Premium
Role of matrix metalloproteinase‐9 in in vitro invasion of esophageal carcinoma cells
Author(s) -
Suzuki Tomotaka,
Kuwabara Yoshiyuki,
Iwata Hiroji,
Mitani Masami,
Shinoda Noriyuki,
Sato Atsushi,
Mitsui Akira,
Sugiura Masahiko,
Kato Joji,
Fujii Yoshitaka
Publication year - 2002
Publication title -
journal of surgical oncology
Language(s) - English
Resource type - Journals
SCImago Journal Rank - 1.201
H-Index - 111
eISSN - 1096-9098
pISSN - 0022-4790
DOI - 10.1002/jso.10134
Subject(s) - matrix metalloproteinase , in vitro , gentamicin protection assay , cell culture , carcinoma , metastasis , zymography , cancer research , pathology , medicine , biology , cancer , biochemistry , genetics
Background and Objectives Although some investigators recently suggested that MMP‐9 may play a critical role in invasion and metastasis, along with MMP‐2, in esophageal carcinoma, there has been no direct evidence that MMPs play a critical role in the actual invasion of esophageal carcinoma cells.
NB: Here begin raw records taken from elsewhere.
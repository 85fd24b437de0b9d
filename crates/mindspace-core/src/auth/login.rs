//! Login sequencing.
//!
//! `LoginService` runs consent → profile lookup → profile upsert → session
//! write, strictly in that order. Nothing is written until the identity is
//! fully resolved, and a failed profile upsert is reported without undoing
//! the login.

use thiserror::Error;
use tracing::{info, warn};

use mindspace_types::error::{AuthError, ProfileFetchError, StoreError};
use mindspace_types::identity::Identity;

use crate::auth::provider::IdentityProvider;
use crate::auth::session::SessionStore;
use crate::repository::profile::ProfileRepository;
use crate::repository::storage::SessionStorage;
use crate::route::Route;

/// Errors that abort a login before any state is written.
#[derive(Debug, Error)]
pub enum LoginError {
    #[error(transparent)]
    Auth(#[from] AuthError),

    #[error(transparent)]
    ProfileFetch(#[from] ProfileFetchError),
}

impl LoginError {
    pub fn user_message(&self) -> &'static str {
        match self {
            LoginError::Auth(e) => e.user_message(),
            LoginError::ProfileFetch(e) => e.user_message(),
        }
    }
}

/// Result of a completed login.
#[derive(Debug)]
pub struct LoginOutcome {
    pub identity: Identity,
    /// Set when the profile record could not be written. The user is signed
    /// in regardless and should be told.
    pub profile_sync_error: Option<StoreError>,
    /// Where the view should navigate next.
    pub redirect: Route,
}

/// Orchestrates the identity provider and profile store for a login.
pub struct LoginService<P: IdentityProvider, R: ProfileRepository> {
    provider: P,
    profiles: R,
}

impl<P: IdentityProvider, R: ProfileRepository> LoginService<P, R> {
    pub fn new(provider: P, profiles: R) -> Self {
        Self { provider, profiles }
    }

    /// Access the profile repository.
    pub fn profiles(&self) -> &R {
        &self.profiles
    }

    /// Sign the user in and record the session in `session`.
    pub async fn login<S: SessionStorage>(
        &self,
        session: &mut SessionStore<S>,
    ) -> Result<LoginOutcome, LoginError> {
        let token = self.provider.authenticate().await.inspect_err(|e| {
            warn!(error = %e, "Login failed");
        })?;

        let identity = self.provider.fetch_profile(&token).await.inspect_err(|e| {
            warn!(error = %e, "Error fetching user profile");
        })?;

        let profile_sync_error = match self.profiles.upsert(&identity).await {
            Ok(()) => {
                info!(user_id = %identity.id, "User profile saved");
                None
            }
            Err(e) => {
                warn!(user_id = %identity.id, error = %e, "Error saving user profile");
                Some(e)
            }
        };

        session.login(identity.clone());

        Ok(LoginOutcome {
            identity,
            profile_sync_error,
            redirect: Route::Dashboard,
        })
    }
}
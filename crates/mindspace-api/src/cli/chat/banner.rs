//! Dashboard header: greeting, subtitle and suggested prompts.

use std::io::{self, Write};

use console::style;

use mindspace_core::chat::dashboard::{Dashboard, GREETING_SUBTITLE};

/// Print the greeting block shown before the first submission.
pub fn print_greeting(out: &mut impl Write, dashboard: &Dashboard) -> io::Result<()> {
    writeln!(out)?;
    writeln!(out, "  {}", style(dashboard.greeting()).magenta().bold())?;
    writeln!(out, "  {}", style(GREETING_SUBTITLE).dim())?;
    writeln!(out)?;
    print_prompts(out, dashboard.suggested_prompts(true))?;
    writeln!(
        out,
        "  {}",
        style("Type a message, /prompt N for a suggestion, /help for commands").dim()
    )?;
    writeln!(out, "  {}", style("---").dim())?;
    writeln!(out)
}

/// Numbered list of suggested prompts. Prints nothing for an empty list.
pub fn print_prompts(out: &mut impl Write, prompts: &[&str]) -> io::Result<()> {
    if prompts.is_empty() {
        return Ok(());
    }
    for (i, prompt) in prompts.iter().enumerate() {
        writeln!(out, "  {} {}", style(format!("[{}]", i + 1)).cyan(), prompt)?;
    }
    writeln!(out)
}
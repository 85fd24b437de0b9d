//! IdentityProvider trait definition.

use secrecy::{ExposeSecret, SecretString};

use mindspace_types::error::{AuthError, ProfileFetchError};
use mindspace_types::identity::Identity;

/// OAuth access token returned by the consent flow.
///
/// Wrapped in [`SecretString`] so it never shows up in `Debug` output or logs.
#[derive(Debug)]
pub struct AccessToken(SecretString);

impl AccessToken {
    pub fn new(token: impl Into<String>) -> Self {
        Self(SecretString::from(token.into()))
    }

    /// The raw token, for building request headers only.
    pub fn expose(&self) -> &str {
        self.0.expose_secret()
    }
}

/// Trait for identity provider backends (Google OAuth2).
///
/// `fetch_profile` must only be called with a token obtained from a
/// successful `authenticate`.
pub trait IdentityProvider: Send + Sync {
    /// Run the provider-hosted consent flow and return an access token.
    ///
    /// Suspends until the user finishes (or abandons) the consent screen.
    fn authenticate(
        &self,
    ) -> impl std::future::Future<Output = Result<AccessToken, AuthError>> + Send;

    /// Look up the signed-in user's profile attributes.
    fn fetch_profile(
        &self,
        token: &AccessToken,
    ) -> impl std::future::Future<Output = Result<Identity, ProfileFetchError>> + Send;
}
Here, we investigated the role of MMPs in the in vitro invasion of esophageal carcinoma cell lines (TE‐series). Methods Our methods included in vitro invasion assay, gelatin zymography, and enzyme‐linked immunosorbent assay (ELISA). Results Four cell lines (but not TE‐5) secreted MMP‐2 and MMP‐9 in the culture medium. Using a quantitative in vitro invasion assay, we found a significant ( P = 0.002) correlation between the extent of in vitro invasion and the amount of MMP‐9, but not of MMP‐2, secreted into the conditioned medium in the four cell lines. In these cell lines, R‐94138, a specific MMP‐9 inhibitor, inhibited in vitro invasion in a dose‐dependent manner. Although TE‐5 did not secrete MMP‐2 or MMP‐9, the cells showed a strong in vitro invasion. Conclusions Our data suggest that most of the esophageal carcinoma cell lines use MMP‐9 for in vitro invasion, but others may use proteinase(s) other than MMP‐9. J. Surg. Oncol. 2002;81:80–86. © 2002 Wiley‐Liss, Inc.